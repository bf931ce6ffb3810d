use std::net::SocketAddr;
use std::sync::Arc;

use sqlx::postgres::PgPoolOptions;
use tokio::signal;
use tokio::sync::watch;
use tracing_subscriber::EnvFilter;

use crm_relay::config::Config;
use crm_relay::store::PgQueueStore;

#[tokio::main]
async fn main() -> Result<(), Box<dyn std::error::Error>> {
    // Load .env if present
    let _ = dotenvy::dotenv();

    let config = Config::from_env()?;

    tracing_subscriber::fmt()
        .with_env_filter(EnvFilter::try_from_default_env().unwrap_or_else(|_| {
            EnvFilter::new(&config.log_level)
        }))
        .init();

    tracing::info!(
        api_url = %config.api.api_url,
        endpoint_id = %config.api.endpoint_id,
        "Starting CRM relay"
    );

    let pool = PgPoolOptions::new()
        .max_connections(10)
        .connect(&config.database_url)
        .await?;

    sqlx::migrate!("./migrations").run(&pool).await?;

    tracing::info!("Migrations applied");

    let addr = SocketAddr::new(config.host, config.port);
    let (app, state) = crm_relay::build_app(Arc::new(PgQueueStore::new(pool)), config);

    let (shutdown_tx, shutdown_rx) = watch::channel(false);
    let scheduler = crm_relay::worker::run_scheduler(state.queue.clone(), shutdown_rx)?;

    let listener = tokio::net::TcpListener::bind(addr).await?;
    tracing::info!("Listening on {addr}");

    axum::serve(listener, app)
        .with_graceful_shutdown(shutdown_signal())
        .await?;

    let _ = shutdown_tx.send(true);
    match tokio::task::spawn_blocking(move || scheduler.join()).await {
        Ok(Ok(())) => {}
        _ => tracing::warn!("Scheduler thread did not stop cleanly"),
    }

    state.queue.clients().clear();

    Ok(())
}

async fn shutdown_signal() {
    let ctrl_c = async {
        if let Err(e) = signal::ctrl_c().await {
            tracing::error!("Failed to install Ctrl+C handler: {e}");
            std::future::pending::<()>().await;
        }
    };

    #[cfg(unix)]
    let terminate = async {
        match signal::unix::signal(signal::unix::SignalKind::terminate()) {
            Ok(mut sig) => {
                sig.recv().await;
            }
            Err(e) => {
                tracing::error!("Failed to install SIGTERM handler: {e}");
                std::future::pending::<()>().await;
            }
        }
    };

    #[cfg(not(unix))]
    let terminate = std::future::pending::<()>();

    tokio::select! {
        _ = ctrl_c => {},
        _ = terminate => {},
    }

    tracing::info!("Shutdown signal received, starting graceful shutdown");
}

> _AIM OF THE TASK_
Reproduce word for word the material above, beginning with the line that contains "use tracing_subscriber::EnvFilter;" and ending with the line that contains "let addr = SocketAddr::new(config.host, config.port);".

> _WRITTEN REPLY_
use tracing_subscriber::EnvFilter;

use crm_relay::config::Config;
use crm_relay::store::PgQueueStore;

#[tokio::main]
async fn main() -> Result<(), Box<dyn std::error::Error>> {
    // Load .env if present
    let _ = dotenvy::dotenv();

    let config = Config::from_env()?;

    tracing_subscriber::fmt()
        .with_env_filter(EnvFilter::try_from_default_env().unwrap_or_else(|_| {
            EnvFilter::new(&config.log_level)
        }))
        .init();

    tracing::info!(
        api_url = %config.api.api_url,
        endpoint_id = %config.api.endpoint_id,
        "Starting CRM relay"
    );

    let pool = PgPoolOptions::new()
        .max_connections(10)
        .connect(&config.database_url)
        .await?;

    sqlx::migrate!("./migrations").run(&pool).await?;

    tracing::info!("Migrations applied");

    let addr = SocketAddr::new(config.host, config.port);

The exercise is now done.